> **TASK PROMPT**: Repeat the entries exactly, keeping every line as it is.

> **WORKING DATA**:
// SPDX-FileCopyrightText: Copyright (c) 2024-2026 NVIDIA CORPORATION & AFFILIATES. All rights reserved.
// SPDX-License-Identifier: Apache-2.0

//! Process-wide codec registry.
//!
//! Maps a registered type name to the functions that move a typed message to
//! and from the wire, JSON-encoded. Registration is write-once per name;
//! sending or receiving an unknown name fails with `UnregisteredMsgType`.
//! After registration, readers take a shared lock only; registration itself
//! is guarded.

use std::any::{Any, TypeId};
use std::collections::HashMap;

use once_cell::sync::Lazy;
use parking_lot::RwLock;
use serde::de::DeserializeOwned;
use serde::Serialize;

use crate::transport::TransportError;

type DecodeFn = Box<dyn Fn(&[u8]) -> Result<Box<dyn Any + Send + Sync>, serde_json::Error> + Send + Sync>;

#[derive(Default)]
struct CodecRegistry {
    decoders: HashMap<String, DecodeFn>,
    names: HashMap<TypeId, String>,
}

static REGISTRY: Lazy<RwLock<CodecRegistry>> = Lazy::new(|| RwLock::new(CodecRegistry::default()));

/// Register `T` under `name`. Write-once: a second registration of the same
/// name fails with [`TransportError::DuplicateMsgType`].
pub fn register_message<T>(name: &str) -> Result<(), TransportError>
where
    T: Serialize + DeserializeOwned + Send + Sync + 'static,
{
    let mut registry = REGISTRY.write();
    if registry.decoders.contains_key(name) {
        return Err(TransportError::DuplicateMsgType(name.to_string()));
    }
    registry.decoders.insert(
        name.to_string(),
        Box::new(|bytes| {
            let msg: T = serde_json::from_slice(bytes)?;
            Ok(Box::new(msg) as Box<dyn Any + Send + Sync>)
        }),
    );
    registry.names.insert(TypeId::of::<T>(), name.to_string());
    Ok(())
}

/// Serialize `msg`, returning its registered name and payload bytes.
pub(crate) fn encode_message<T>(msg: &T) -> Result<(String, Vec<u8>), TransportError>
where
    T: Serialize + 'static,
{
    let name = REGISTRY
        .read()
        .names
        .get(&TypeId::of::<T>())
        .cloned()
        .ok_or_else(|| TransportError::UnregisteredMsgType(std::any::type_name::<T>().to_string()))?;
    let bytes = serde_json::to_vec(msg)?;
    Ok((name, bytes))
}

/// Deserialize a payload by its wire name.
pub(crate) fn decode_message(
    name: &str,
    bytes: &[u8],
) -> Result<Box<dyn Any + Send + Sync>, TransportError> {
    let registry = REGISTRY.read();
    let decode = registry
        .decoders
        .get(name)
        .ok_or_else(|| TransportError::UnregisteredMsgType(name.to_string()))?;
    Ok(decode(bytes)?)
}

/// Whether `name` is registered. The receive side uses this to reject frames
/// before decoding.
pub(crate) fn is_registered(name: &str) -> bool {
    REGISTRY.read().decoders.contains_key(name)
}

#[cfg(test)]
mod tests {
    use super::*;
    use serde::Deserialize;

    #[derive(Debug, PartialEq, Serialize, Deserialize)]
    struct CodecTestMsg {
        seq: u64,
        body: String,
    }

    #[derive(Debug, Serialize, Deserialize)]
    struct CodecDupMsg;

    #[test]
    fn test_register_encode_decode_round_trip() {
        // Names are global; keep them unique per test.
        register_message::<CodecTestMsg>("CodecTestMsg").unwrap();

        let msg = CodecTestMsg {
            seq: 42,
            body: "hello".to_string(),
        };
        let (name, bytes) = encode_message(&msg).unwrap();
        assert_eq!(name, "CodecTestMsg");

        let decoded = decode_message(&name, &bytes).unwrap();
        let back = decoded.downcast_ref::<CodecTestMsg>().unwrap();
        assert_eq!(back, &msg);
    }

    #[test]
    fn test_register_is_write_once() {
        register_message::<CodecDupMsg>("CodecDupMsg").unwrap();
        let err = register_message::<CodecDupMsg>("CodecDupMsg").unwrap_err();
        assert!(matches!(err, TransportError::DuplicateMsgType(_)));
    }

    #[test]
    fn test_unregistered_type_fails() {
        #[derive(Serialize)]
        struct Unregistered;

        let err = encode_message(&Unregistered).unwrap_err();
        assert!(matches!(err, TransportError::UnregisteredMsgType(_)));

        let err = decode_message("NoSuchName", b"{}").unwrap_err();
        assert!(matches!(err, TransportError::UnregisteredMsgType(_)));
        assert!(!is_registered("NoSuchName"));
    }
}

> **EXERCISE RESULT**:
// SPDX-FileCopyrightText: Copyright (c) 2024-2026 NVIDIA CORPORATION & AFFILIATES. All rights reserved.
// SPDX-License-Identifier: Apache-2.0

//! Process-wide codec registry.
//!
//! Maps a registered type name to the functions that move a typed message to
//! and from the wire, JSON-encoded. Registration is write-once per name;
//! sending or receiving an unknown name fails with `UnregisteredMsgType`.
//! After registration, readers take a shared lock only; registration itself
//! is guarded.

use std::any::{Any, TypeId};
use std::collections::HashMap;

use once_cell::sync::Lazy;
use parking_lot::RwLock;
use serde::de::DeserializeOwned;
use serde::Serialize;

use crate::transport::TransportError;

type DecodeFn = Box<dyn Fn(&[u8]) -> Result<Box<dyn Any + Send + Sync>, serde_json::Error> + Send + Sync>;

#[derive(Default)]
struct CodecRegistry {
    decoders: HashMap<String, DecodeFn>,
    names: HashMap<TypeId, String>,
}

static REGISTRY: Lazy<RwLock<CodecRegistry>> = Lazy::new(|| RwLock::new(CodecRegistry::default()));

/// Register `T` under `name`. Write-once: a second registration of the same
/// name fails with [`TransportError::DuplicateMsgType`].
pub fn register_message<T>(name: &str) -> Result<(), TransportError>
where
    T: Serialize + DeserializeOwned + Send + Sync + 'static,
{
    let mut registry = REGISTRY.write();
    if registry.decoders.contains_key(name) {
        return Err(TransportError::DuplicateMsgType(name.to_string()));
    }
    registry.decoders.insert(
        name.to_string(),
        Box::new(|bytes| {
            let msg: T = serde_json::from_slice(bytes)?;
            Ok(Box::new(msg) as Box<dyn Any + Send + Sync>)
        }),
    );
    registry.names.insert(TypeId::of::<T>(), name.to_string());
    Ok(())
}

/// Serialize `msg`, returning its registered name and payload bytes.
pub(crate) fn encode_message<T>(msg: &T) -> Result<(String, Vec<u8>), TransportError>
where
    T: Serialize + 'static,
{
    let name = REGISTRY
        .read()
        .names
        .get(&TypeId::of::<T>())
        .cloned()
        .ok_or_else(|| TransportError::UnregisteredMsgType(std::any::type_name::<T>().to_string()))?;
    let bytes = serde_json::to_vec(msg)?;
    Ok((name, bytes))
}

/// Deserialize a payload by its wire name.
pub(crate) fn decode_message(
    name: &str,
    bytes: &[u8],
) -> Result<Box<dyn Any + Send + Sync>, TransportError> {
    let registry = REGISTRY.read();
    let decode = registry
        .decoders
        .get(name)
        .ok_or_else(|| TransportError::UnregisteredMsgType(name.to_string()))?;
    Ok(decode(bytes)?)
}

/// Whether `name` is registered. The receive side uses this to reject frames
/// before decoding.
pub(crate) fn is_registered(name: &str) -> bool {
    REGISTRY.read().decoders.contains_key(name)
}

#[cfg(test)]
mod tests {
    use super::*;
    use serde::Deserialize;

    #[derive(Debug, PartialEq, Serialize, Deserialize)]
    struct CodecTestMsg {
        seq: u64,
        body: String,
    }

    #[derive(Debug, Serialize, Deserialize)]
    struct CodecDupMsg;

    #[test]
    fn test_register_encode_decode_round_trip() {
        // Names are global; keep them unique per test.
        register_message::<CodecTestMsg>("CodecTestMsg").unwrap();

        let msg = CodecTestMsg {
            seq: 42,
            body: "hello".to_string(),
        };
        let (name, bytes) = encode_message(&msg).unwrap();
        assert_eq!(name, "CodecTestMsg");

        let decoded = decode_message(&name, &bytes).unwrap();
        let back = decoded.downcast_ref::<CodecTestMsg>().unwrap();
        assert_eq!(back, &msg);
    }

    #[test]
    fn test_register_is_write_once() {
        register_message::<CodecDupMsg>("CodecDupMsg").unwrap();
        let err = register_message::<CodecDupMsg>("CodecDupMsg").unwrap_err();
        assert!(matches!(err, TransportError::DuplicateMsgType(_)));
    }

    #[test]
    fn test_unregistered_type_fails() {
        #[derive(Serialize)]
        struct Unregistered;

        let err = encode_message(&Unregistered).unwrap_err();
        assert!(matches!(err, TransportError::UnregisteredMsgType(_)));

        let err = decode_message("NoSuchName", b"{}").unwrap_err();
        assert!(matches!(err, TransportError::UnregisteredMsgType(_)));
        assert!(!is_registered("NoSuchName"));
    }
}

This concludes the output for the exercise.